Arbitrage is a process. If there exists perfect market and if there are also any distortions in the market, then this price difference is avail by the traders. If firms operated in perfectly competitive capital markets, there would be no financial impetus for trade credit. But in reality capital markets are most of the times are not perfectly competitive. Buying firms may not be able to economically replicate the delay in payment that is inherent in the trade credit. When such imperfection occurs, trade credit can serve as a conduit for funds from the capital markets to buying firms. Sellers can borrow in the capital markets then lend to buyers via trade credit. This process of borrowing cheaply by the sellers in order to re-lend to buyers substitutes for buyer excess to the capital market and thus it is a kind of financial arbitrage.

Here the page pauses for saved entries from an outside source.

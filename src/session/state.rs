//! Widget-visible session state and its legal transitions.

use crate::error::ErrorKind;
use serde::{Deserialize, Serialize};

/// The one state the widget renders.
#[derive(Debug, Clone, Copy, PartialEq, Eq, Hash, Default, Serialize, Deserialize)]
#[serde(tag = "state", content = "kind", rename_all = "snake_case")]
pub enum SessionState {
    #[default]
    Idle,
    Connecting,
    Active,
    AwaitingBooking,
    Success,
    Error(ErrorKind),
}

impl SessionState {
    /// Whether `self -> next` is allowed.
    ///
    /// Every state may return to `Idle` (`end()` is legal anywhere) and any
    /// state past `Idle` may fail. Self-transitions are not transitions.
    #[must_use]
    pub fn can_transition_to(self, next: SessionState) -> bool {
        use SessionState::{Active, AwaitingBooking, Connecting, Error, Idle, Success};
        match (self, next) {
            (a, b) if a == b => false,
            (_, Idle) => true,
            (Idle, Connecting) => true,
            (Idle, _) => false,
            (_, Error(_)) => true,
            (Connecting, Active) => true,
            (Active, AwaitingBooking) => true,
            (AwaitingBooking, Success) => true,
            // The agent withdrew the booking call.
            (AwaitingBooking, Active) => true,
            (Error(ErrorKind::NotificationDeliveryFailed), Active) => true,
            // The agent may book again after a confirmation.
            (Success, AwaitingBooking) => true,
            // Retry: full restart, or just the booking step.
            (Error(_), Connecting) => true,
            (Error(ErrorKind::NotificationDeliveryFailed), AwaitingBooking) => true,
            _ => false,
        }
    }

    /// Connecting or live; `start()` is rejected in these states.
    #[must_use]
    pub fn is_busy(self) -> bool {
        matches!(self, Self::Connecting | Self::Active | Self::AwaitingBooking)
    }

    /// A result card is showing (`dismiss()` applies).
    #[must_use]
    pub fn is_terminal(self) -> bool {
        matches!(self, Self::Success | Self::Error(_))
    }

    /// Wire label used by the host bridge.
    #[must_use]
    pub fn as_str(self) -> &'static str {
        match self {
            Self::Idle => "idle",
            Self::Connecting => "connecting",
            Self::Active => "active",
            Self::AwaitingBooking => "awaiting_booking",
            Self::Success => "success",
            Self::Error(_) => "error",
        }
    }
}

impl std::fmt::Display for SessionState {
    fn fmt(&self, f: &mut std::fmt::Formatter<'_>) -> std::fmt::Result {
        match self {
            Self::Error(kind) => write!(f, "error({kind:?})"),
            other => f.write_str(other.as_str()),
        }
    }
}
/// Devices held while the remote session is being opened.
struct StartingSession {
    capture: Box<dyn CaptureHandle>,
    frames: mpsc::Receiver<CapturedFrame>,
    /// `None` once the attempt has finished and awaits `handle_input`.
    connect: Option<JoinHandle<Result<LiveConnection>>>,
}

/// A booking on its way to the notifier.
struct Delivery {
    attempt: u64,
    pending: PendingBooking,
    /// Tool call to answer; `None` for a retry, which is announced by text.
    call: Option<FunctionCall>,
    task: JoinHandle<()>,
}

/// The live conversation: remote connection, microphone lease, and the
/// activity clock.
struct ActiveSession {
    id: String,
    connection: LiveConnection,
    capture: Box<dyn CaptureHandle>,
    frames: Option<mpsc::Receiver<CapturedFrame>>,
    last_activity: Instant,
}

impl ActiveSession {
    fn send(&self, message: OutboundMessage) {
        if !self.connection.send(message) {
            debug!(session = %self.id, "outbound message dropped, connection closed");
        }
    }
}

pub struct SessionManager {
    config: AssistantConfig,
    backends: Backends,
    bridge: AudioBridge,
    state: SessionState,
    starting: Option<StartingSession>,
    session: Option<ActiveSession>,
    transcript: String,
    pending_booking: Option<PendingBooking>,
    delivery: Option<Delivery>,
    attempts: u64,
    outcome_tx: mpsc::UnboundedSender<DeliveryOutcome>,
    outcome_rx: mpsc::UnboundedReceiver<DeliveryOutcome>,
    events: broadcast::Sender<WidgetEvent>,
}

2. Information gap regarding product quality:

The buyer’s imperfect knowledge regarding the quality of the products purchased is another possible function of the trade credit. Trade credit is helpful in the following reasons regarding this:

  • when the payment is delayed until some time after the goods have been received, the buyer has the opportunity to count and inspect the goods.
  • If the goods are not up to the required standards, the buyer may pay partially or not pay at all until the defect is fixed.
  • It the buyer pay cash for the goods then much of the leverage is lost.

3. To facilitate payments through systematic and reliable means:

It is less costly and less risky from both the buyer and seller point of view if payment is made on credit rather than in cash. Because of;

  • Theft can occur if employees deal with large sums of money.
  • Delivery personnel can loss certified check presented on delivery.

4. Other reasons:

There are more complex explanations for the existence of the trade credit. These are:

i) Estimation of demand of the product: firms use terms of sales to stimulate demand for its product by lengthening the payment period when demand is less than expected. Similarly, firms shorten terms of sales to curtail demand when it is more than expected.

ii) Buyer’s default: This explanation centers on the use of cash discount amount, cash discount date and net date to obtain information regarding the probability of buyer’s default. Buyers who don’t take advantage of generous cash discount may be more prone to default.

Factors affecting trade credit:

The factors that one should consider in determining trade credit are as follows:

  1. Terms of sale: terms of sales must be same in almost all cases for all customers.
  2. Consistent with law: terms of law must not violate any law of land. Example: anti trust law to protect from monopoly business.
  3. Setting parameters: terms of sales decision involves setting of three parameters:
  1.  The cash discount -the amount of discount allowed for payment within a specified period of time.
  2. The period of time this discount is to be allowed.
  3. The net date –the due date of invoice is the cash discount is not taken.
  1. Optimum terms of sales: Firm has a set of optimum terms of sales that results in the highest possible net present value to the selling firm. Firm must find out those optimum terms of sales that maximizes its wealth.

Purposes of changes in trade credit:

Every commitment of financial resources in a firm should contribute to the goal of wealth maximization. In support of this objective, we can identify 3 goals of maintaining trade credit or terms of sales:

  1. To achieve the growth in sales

                  2.   To increase in profit

                  3.   To meet competition

Factors that are affected by trade credit:

The various types of costs and revenues that may be affected by the firm’s trade credit decision are as follows:

  • Collection on sales
  • Investment in inventory
  • Discount and bad debt expenses
  • Collection cost
  • Timing and capital expenditure
  • Income tax

Methods of finding optimum credit policy:

To find optimum credit policy, mostly 2 methods are used:

  1. Traditional one period evaluation technique: it is also known as standard approach for change in term of sale.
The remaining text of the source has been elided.